L’intonaco ai Silicati di Potassio è caratterizzato da un legante silicico, il silicato di potassio, che ha il potere di aderire al supporto con grande tenacia. Un modo semplice per visualizzare il meccanismo di presa del silicato di potassio (silicizzazione) consiste nell’immaginare che la parte fluida dell’intonaco sia del vetro liquido con il potere di penetrare in ogni anfratto e di inglobare i pigmenti ed i granelli di inerte e quindi di legarsi indissolubilmente al supporto, garantendo al contempo una buona traspirazione. Questo tipo di intonaco nasce dall’invenzione dei colori ai silicati (silicato di potassio + pigmenti minerali) brevettati in Baviera da Adolf Whilelm Keim nel 1878, tale idea era volta a consentire, anche nei luoghi freddi e umidi, di decorare le pareti esterne ottenendo risultati simili alla decorazione a fresco. Oggi i silicati forniscono una vasta gamma di colori e intonaci colorati di ottima qualità. Questo intonaco ha un aspetto naturale con lievi differenze cromatiche e non è di facilissimo utilizzo poiché, come gli intonaci di calce, tende a segnare le giunzioni e le differenze cromatiche dei diversi tipi di assorbimento del supporto. Per le sue caratteristiche trovo sia un intonaco ottimo per manufatti otto – novecenteschi e nel caso in cui si debbano consolidare calci idrauliche o cementi novecenteschi dei palazzi liberty o Decò, oppure in luoghi freddi, per il resto è comunque preferibile la calce idrata o idraulica. Vi è un dato a cui si deve prestare attenzione nell’utilizzo di questo prodotto, non si deve cedere alle sirene della distribuzione commerciale che spesso consiglia vivamente e associa un buon intonaco ai silicati di potassio ad una finitura ai colori silossanici, che contengono resine sintetiche, e andrebbero a rovinare l’intento conservativo del prodotto ai silicati di potassio.

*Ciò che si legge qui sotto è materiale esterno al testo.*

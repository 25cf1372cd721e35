//! Pending changes within one scope.
//!
//! The [`UnitOfWork`] owns the identity map and the sets of new and deleted
//! objects. Dirty objects are found by asking tracked instances whether
//! they changed. Ordering the writes is the job of a flush, see
//! [`Session::flush`](crate::Session::flush).

use indexmap::IndexSet;

use crate::identity::{IdentityKey, IdentityMap};
use crate::instance::Instance;

/// Identity map plus new/deleted bookkeeping.
#[derive(Debug, Default)]
pub struct UnitOfWork {
    identity_map: IdentityMap,
    new: IndexSet<Instance>,
    deleted: IndexSet<Instance>,
}

impl UnitOfWork {
    /// The identity map.
    #[must_use]
    pub const fn identity_map(&self) -> &IdentityMap {
        &self.identity_map
    }

    /// The identity map, mutably.
    pub fn identity_map_mut(&mut self) -> &mut IdentityMap {
        &mut self.identity_map
    }

    /// Tracked instance for `key`.
    #[must_use]
    pub fn get(&self, key: &IdentityKey) -> Option<Instance> {
        self.identity_map.get(key)
    }

    /// Marks a transient object for INSERT.
    pub fn register_new(&mut self, instance: &Instance) {
        if !instance.is_persistent() {
            self.new.insert(instance.clone());
        }
    }

    /// Marks an object for DELETE.
    pub fn register_deleted(&mut self, instance: &Instance) {
        if self.new.shift_remove(instance) {
            return;
        }
        self.deleted.insert(instance.clone());
    }

    /// Records a persistent object after a load or flush.
    pub fn register_clean(&mut self, key: IdentityKey, instance: &Instance) {
        self.new.shift_remove(instance);
        self.identity_map.insert(key, instance.clone());
    }

    /// Forgets a deleted object after a flush.
    pub fn register_removed(&mut self, instance: &Instance) {
        self.deleted.shift_remove(instance);
        if let Some(key) = instance.identity_key() {
            self.identity_map.remove(&key);
        }
    }

    /// Stops tracking `instance` entirely.
    pub fn evict(&mut self, instance: &Instance) {
        self.new.shift_remove(instance);
        self.deleted.shift_remove(instance);
        if let Some(key) = instance.identity_key() {
            if self.identity_map.get(&key).as_ref() == Some(instance) {
                self.identity_map.remove(&key);
            }
        }
    }

    /// Whether `instance` awaits INSERT.
    #[must_use]
    pub fn is_new(&self, instance: &Instance) -> bool {
        self.new.contains(instance)
    }

    /// Whether `instance` awaits DELETE.
    #[must_use]
    pub fn is_deleted(&self, instance: &Instance) -> bool {
        self.deleted.contains(instance)
    }

    /// Objects awaiting INSERT, in registration order.
    #[must_use]
    pub fn new_instances(&self) -> Vec<Instance> {
        self.new.iter().cloned().collect()
    }

    /// Objects awaiting DELETE, in registration order.
    #[must_use]
    pub fn deleted_instances(&self) -> Vec<Instance> {
        self.deleted.iter().cloned().collect()
    }

    /// Persistent objects with unsaved changes.
    #[must_use]
    pub fn dirty(&self) -> Vec<Instance> {
        self.identity_map
            .instances()
            .filter(|instance| instance.is_modified() && !self.deleted.contains(*instance))
            .cloned()
            .collect()
    }

    /// Whether a flush would do anything.
    #[must_use]
    pub fn has_changes(&self) -> bool {
        !self.new.is_empty() || !self.deleted.is_empty() || !self.dirty().is_empty()
    }

    /// Forgets everything.
    pub fn clear(&mut self) {
        self.identity_map.clear();
        self.new.clear();
        self.deleted.clear();
    }
}

#[cfg(test)]
mod tests {
    use clausemap_core::SqlValue;

    use super::*;
    use crate::instance::ClassId;

    const USER: ClassId = ClassId::new("User");

    fn persistent(id: i64) -> (IdentityKey, Instance) {
        let key = IdentityKey::new(USER, "users", vec![SqlValue::Int(id)]);
        let user = Instance::new(USER);
        user.set_committed("user_id", SqlValue::Int(id));
        user.set_identity_key(Some(key.clone()));
        (key, user)
    }

    #[test]
    fn test_dirty_tracks_modified_instances() {
        let mut uow = UnitOfWork::default();
        let (key, user) = persistent(1);
        uow.register_clean(key, &user);
        assert!(uow.dirty().is_empty());
        user.set("user_name", "jack");
        assert_eq!(uow.dirty(), vec![user]);
    }

    #[test]
    fn test_deleting_new_object_cancels_insert() {
        let mut uow = UnitOfWork::default();
        let user = Instance::new(USER);
        uow.register_new(&user);
        assert!(uow.is_new(&user));
        uow.register_deleted(&user);
        assert!(!uow.is_new(&user));
        assert!(!uow.is_deleted(&user));
    }

    #[test]
    fn test_evict() {
        let mut uow = UnitOfWork::default();
        let (key, user) = persistent(2);
        uow.register_clean(key.clone(), &user);
        uow.register_deleted(&user);
        uow.evict(&user);
        assert!(uow.get(&key).is_none());
        assert!(!uow.has_changes());
    }
}
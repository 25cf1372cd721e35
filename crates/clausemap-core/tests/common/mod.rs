#![allow(dead_code)]

use clausemap_core::{
    compile, ClauseNode, ColumnDef, CompileError, Compiled, GenericDialect, Params, SqlType, Table,
};

pub fn users() -> Table {
    Table::new(
        "users",
        vec![
            ColumnDef::new("user_id", SqlType::Integer).primary_key(),
            ColumnDef::new("user_name", SqlType::varchar(40)),
        ],
    )
}

pub fn addresses() -> Table {
    Table::new(
        "addresses",
        vec![
            ColumnDef::new("address_id", SqlType::Integer).primary_key(),
            ColumnDef::new("user_id", SqlType::Integer).references("users.user_id"),
            ColumnDef::new("email_address", SqlType::varchar(40)),
        ],
    )
}

pub fn compiled(node: impl Into<ClauseNode>) -> Compiled {
    let node = node.into();
    compile(&node, &GenericDialect::new(), None)
        .unwrap_or_else(|e| panic!("Failed to compile: {node:?}\nError: {e:?}"))
}

pub fn compiled_with(node: impl Into<ClauseNode>, params: &Params) -> Compiled {
    let node = node.into();
    compile(&node, &GenericDialect::new(), Some(params))
        .unwrap_or_else(|e| panic!("Failed to compile: {node:?}\nError: {e:?}"))
}

pub fn compile_err(node: impl Into<ClauseNode>) -> CompileError {
    let node = node.into();
    compile(&node, &GenericDialect::new(), None).expect_err("expected a compile error")
}

/// Asserts the SQL text and the bind names in placeholder order.
pub fn assert_compiles(node: impl Into<ClauseNode>, sql: &str, binds: &[&str]) {
    let c = compiled(node);
    assert_eq!(c.sql(), sql);
    let names: Vec<&str> = c.bind_names().iter().map(String::as_str).collect();
    assert_eq!(names, binds);
}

L’intonaco di loppa basica granulare d’altoforno merita una riflessione particolare, poiché questo legante dall’azione idraulica latente, generata da leganti idraulici da miscela è poco studiato, poco conosciuto ma temo, molto più diffuso di quanto non si possa immaginare. La loppa basica granulare d’altoforno è un residuo della lavorazione della ghisa, che, si è evidenziato avere del potere legante. Circa una decina di anni or sono la commissione per le normative comunitarie della comunità Europea ha inserito questo materiale tra i leganti idraulici. Non esistono in bibliografia studi specifici approfonditi in relazione all’utilizzo di tale legante su manufatti storici, ma il fatto che sia una scoria della lavorazione siderurgica da da pensare che non si tratti propriamente di acqua di fonte e quindi potrebbe essere dannosa per la conservazione di un manufatto storico. Un ulteriore dato sospetto è che sono pochissimi gli intonaci premiscelati dove si dichiari palesemente che il legante sia loppa d’altoforno, ed è qui il punto! Se fosse ovvia la bontà del prodotto perché mai commercializzarlo sotto mentite spoglie? A causa di vari trucchi commerciali , chi si occupa di manufatti storici e restauro deve prestare una grande attenzione, spesso agli intonaci di loppa d’altoforno vengono commercializzati con generiche indicazioni di intonaco a base di calce. La loppa d’altoforno ha costi molto contenuti ed è di colore grigio. Due piccole accortezze ci possono aiutare ad individuare il vero legante dell’intonaco premiscelato
La calce idraulica naturale NHL è di colore bianco o beige o terra naturale chiara, MAI GRIGIA! diffidiamo dei premiscelati di questo colore
I sacchi che inseriscono a caratteri cubitali sulle indicazioni NON AGGIUNGERE CALCE hanno ottime probabilità di contenere loppa d’altoforno, che notoriamente ha reazioni avverse con la mescolanza alla calce naturale, sopratutto idrata. Diffidiamo quindi dei premiscelati che riportano tale indicazione
Intonaco di calce eminentemente idraulica è un altro intonaco con legante derivante da una miscela, quindi non naturale, e dall’attività idraulica latente. Come la loppa d’altoforno è dichiarato legante idraulico dalla CEE ma cosa contenga di preciso non è facile comprendere. Genericamente è di colore grigio ed ha un costo molto contenuto, risulta essere particolarmente dannoso per i manufatti storici poiché spesso contiene polimeri o scarti del cemento, quei residui che non hanno raggiunto le caratteristiche di tenuta richiesti per divenire Portland, vengono miscelati con chissà cos’altro e impacchettati come calce eminentemente idraulica. E’ un materiale pericolosissimo per il restauro, poiché si propone sotto le mentite spoglie della calce, ed ha invece tutte le caratteristiche negative, ormai note, del cemento e non possiede neppure quelle positive come la tenuta.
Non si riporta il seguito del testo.